Peu après le décollage depuis Lyon Saint-Exupéry à destination de Porto vendredi 22 août au soir, un passager est devenu incontrôlable, rapporte BFMTV. Il a été «pris de bouffées délirantes» et a «tenté de s'introduire dans le cockpit», a expliqué la compagnie EasyJet à la police. Rapidement maîtrisé par d'autres passagers, l'homme de 26 ans a été retenu jusqu'au retour à l'aéroport. Inconnu des services de police, il a été placé en garde à vue puis hospitalisé. Les examens médicaux ont confirmé que le passager souffrait du mal de l'air. L'avion n'a finalement repris sa route vers Porto que plus tard dans la soirée, avec plus de cinq heures de retard.

Ce type d’incident n'est pas isolé et il n'est pas rare que la sécurité aérienne soit mise à l'épreuve par des situations à risque. Lors d'un vol en 2024, un steward a porté plainte contre Air France pour des blessures involontaires liées au «syndrome aérotoxique» après avoir fait trois malaises. Toujours en 2024, un conflit avait éclaté à bord d’un Airbus A330 de la compagnie SriLankan Airlines, reliant Sydney à Colombo. Après une pause toilette de sa copilote, le commandant de bord avait refusé qu'elle réintègre le cockpit.

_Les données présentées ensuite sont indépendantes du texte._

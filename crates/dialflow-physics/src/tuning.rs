//! Friction and sensitivity tuning.
//!
//! Both values are dimensionless with `50` as the baseline. Out-of-range input
//! is clamped, never rejected.

use parking_lot::RwLock;
use serde::{Deserialize, Serialize};
use std::sync::atomic::{AtomicU64, Ordering};

/// Lowest accepted friction.
pub const FRICTION_MIN: f64 = 5.0;
/// Highest accepted friction.
pub const FRICTION_MAX: f64 = 100.0;
/// Lowest accepted sensitivity.
pub const SENSITIVITY_MIN: f64 = 1.0;
/// Highest accepted sensitivity.
pub const SENSITIVITY_MAX: f64 = 100.0;
/// Baseline for both friction and sensitivity.
pub const BASELINE: f64 = 50.0;

const MIN_FRICTION_FACTOR: f64 = 0.1;
const MAX_ACCELERATION_RATE: f64 = 0.5;
const BASE_ACCELERATION_RATE: f64 = 0.2;
const BASE_DECAY_LOSS: f64 = 0.08;
const DECAY_MIN: f64 = 0.8;
const DECAY_MAX: f64 = 0.99;

/// Friction and sensitivity, always within range.
#[derive(Debug, Clone, Copy, PartialEq, Serialize, Deserialize)]
#[serde(from = "RawTuning", into = "RawTuning")]
pub struct TuningParameters {
    friction: f64,
    sensitivity: f64,
}

#[derive(Serialize, Deserialize)]
#[serde(default)]
struct RawTuning {
    friction: f64,
    sensitivity: f64,
}

impl Default for RawTuning {
    fn default() -> Self {
        Self {
            friction: BASELINE,
            sensitivity: BASELINE,
        }
    }
}

impl From<RawTuning> for TuningParameters {
    fn from(raw: RawTuning) -> Self {
        Self::new(raw.friction, raw.sensitivity)
    }
}

impl From<TuningParameters> for RawTuning {
    fn from(params: TuningParameters) -> Self {
        Self {
            friction: params.friction,
            sensitivity: params.sensitivity,
        }
    }
}

fn clamp_or_baseline(value: f64, min: f64, max: f64) -> f64 {
    if value.is_finite() {
        value.clamp(min, max)
    } else {
        BASELINE
    }
}

impl TuningParameters {
    /// Create clamped parameters. Non-finite values fall back to the baseline.
    ///
    /// ```
    /// use dialflow_physics::TuningParameters;
    ///
    /// let tuning = TuningParameters::new(500.0, 0.0);
    /// assert_eq!(tuning.friction(), 100.0);
    /// assert_eq!(tuning.sensitivity(), 1.0);
    /// ```
    pub fn new(friction: f64, sensitivity: f64) -> Self {
        Self {
            friction: clamp_or_baseline(friction, FRICTION_MIN, FRICTION_MAX),
            sensitivity: clamp_or_baseline(sensitivity, SENSITIVITY_MIN, SENSITIVITY_MAX),
        }
    }

    /// Friction in `[5, 100]`.
    pub fn friction(&self) -> f64 {
        self.friction
    }

    /// Sensitivity in `[1, 100]`.
    pub fn sensitivity(&self) -> f64 {
        self.sensitivity
    }

    /// Copy with a new friction value.
    pub fn with_friction(self, friction: f64) -> Self {
        Self::new(friction, self.sensitivity)
    }

    /// Copy with a new sensitivity value.
    pub fn with_sensitivity(self, sensitivity: f64) -> Self {
        Self::new(self.friction, sensitivity)
    }

    /// Friction relative to baseline, floored at `0.1`.
    pub fn friction_factor(&self) -> f64 {
        (self.friction / BASELINE).max(MIN_FRICTION_FACTOR)
    }

    /// Fraction of the gap to the target velocity closed by one impulse.
    pub fn acceleration_rate(&self) -> f64 {
        (BASE_ACCELERATION_RATE / self.friction_factor()).min(MAX_ACCELERATION_RATE)
    }

    /// Per-tick velocity multiplier once input has stopped.
    pub fn decay_rate(&self) -> f64 {
        (1.0 - BASE_DECAY_LOSS * self.friction_factor()).clamp(DECAY_MIN, DECAY_MAX)
    }

    /// Velocity to position scale.
    pub fn sensitivity_scale(&self) -> f64 {
        self.sensitivity / BASELINE
    }
}

impl Default for TuningParameters {
    fn default() -> Self {
        Self::new(BASELINE, BASELINE)
    }
}

/// Shared tuning with a version counter.
///
/// Writers replace both values under one lock, so a [`snapshot`](Self::snapshot)
/// never mixes an old friction with a new sensitivity.
#[derive(Debug, Default)]
pub struct TuningHandle {
    params: RwLock<TuningParameters>,
    version: AtomicU64,
}

impl TuningHandle {
    /// Create a handle holding `params`.
    pub fn new(params: TuningParameters) -> Self {
        Self {
            params: RwLock::new(params),
            version: AtomicU64::new(0),
        }
    }

    /// Copy of the current parameters.
    pub fn snapshot(&self) -> TuningParameters {
        *self.params.read()
    }

    /// Copy of the current parameters with the version they belong to.
    pub fn versioned_snapshot(&self) -> (u64, TuningParameters) {
        let params = self.params.read();
        (self.version.load(Ordering::Acquire), *params)
    }

    /// Number of updates applied so far.
    pub fn version(&self) -> u64 {
        self.version.load(Ordering::Acquire)
    }

    /// Replace both parameters.
    pub fn set(&self, params: TuningParameters) -> u64 {
        let mut guard = self.params.write();
        *guard = params;
        self.version.fetch_add(1, Ordering::AcqRel).saturating_add(1)
    }

    /// Update either parameter, keeping the other. Returns the new parameters.
    pub fn update(&self, friction: Option<f64>, sensitivity: Option<f64>) -> TuningParameters {
        let mut guard = self.params.write();
        let mut next = *guard;
        if let Some(friction) = friction {
            next = next.with_friction(friction);
        }
        if let Some(sensitivity) = sensitivity {
            next = next.with_sensitivity(sensitivity);
        }
        *guard = next;
        self.version.fetch_add(1, Ordering::AcqRel);
        tracing::debug!(
            friction = next.friction(),
            sensitivity = next.sensitivity(),
            "Tuning updated"
        );
        next
    }
}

Quand le cockpit devient une zone à risque

Plus récemment, au début du mois, un commandant de bord d'EasyJet a été suspendu de ses fonctions après avoir été repéré ivre dans un hôtel cinq étoiles du Cap-Vert par plusieurs passagers, avant de se balader entièrement nu dans le complexe hôtelier. Le 14 août, un pilote de la compagnie américaine Southwest Airlines avait été arrêté par la police juste avant le décollage, alors qu'il s’apprêtait à prendre les commandes d’un vol à l'aéroport de Savannah, en Géorgie, en état d'ébriété.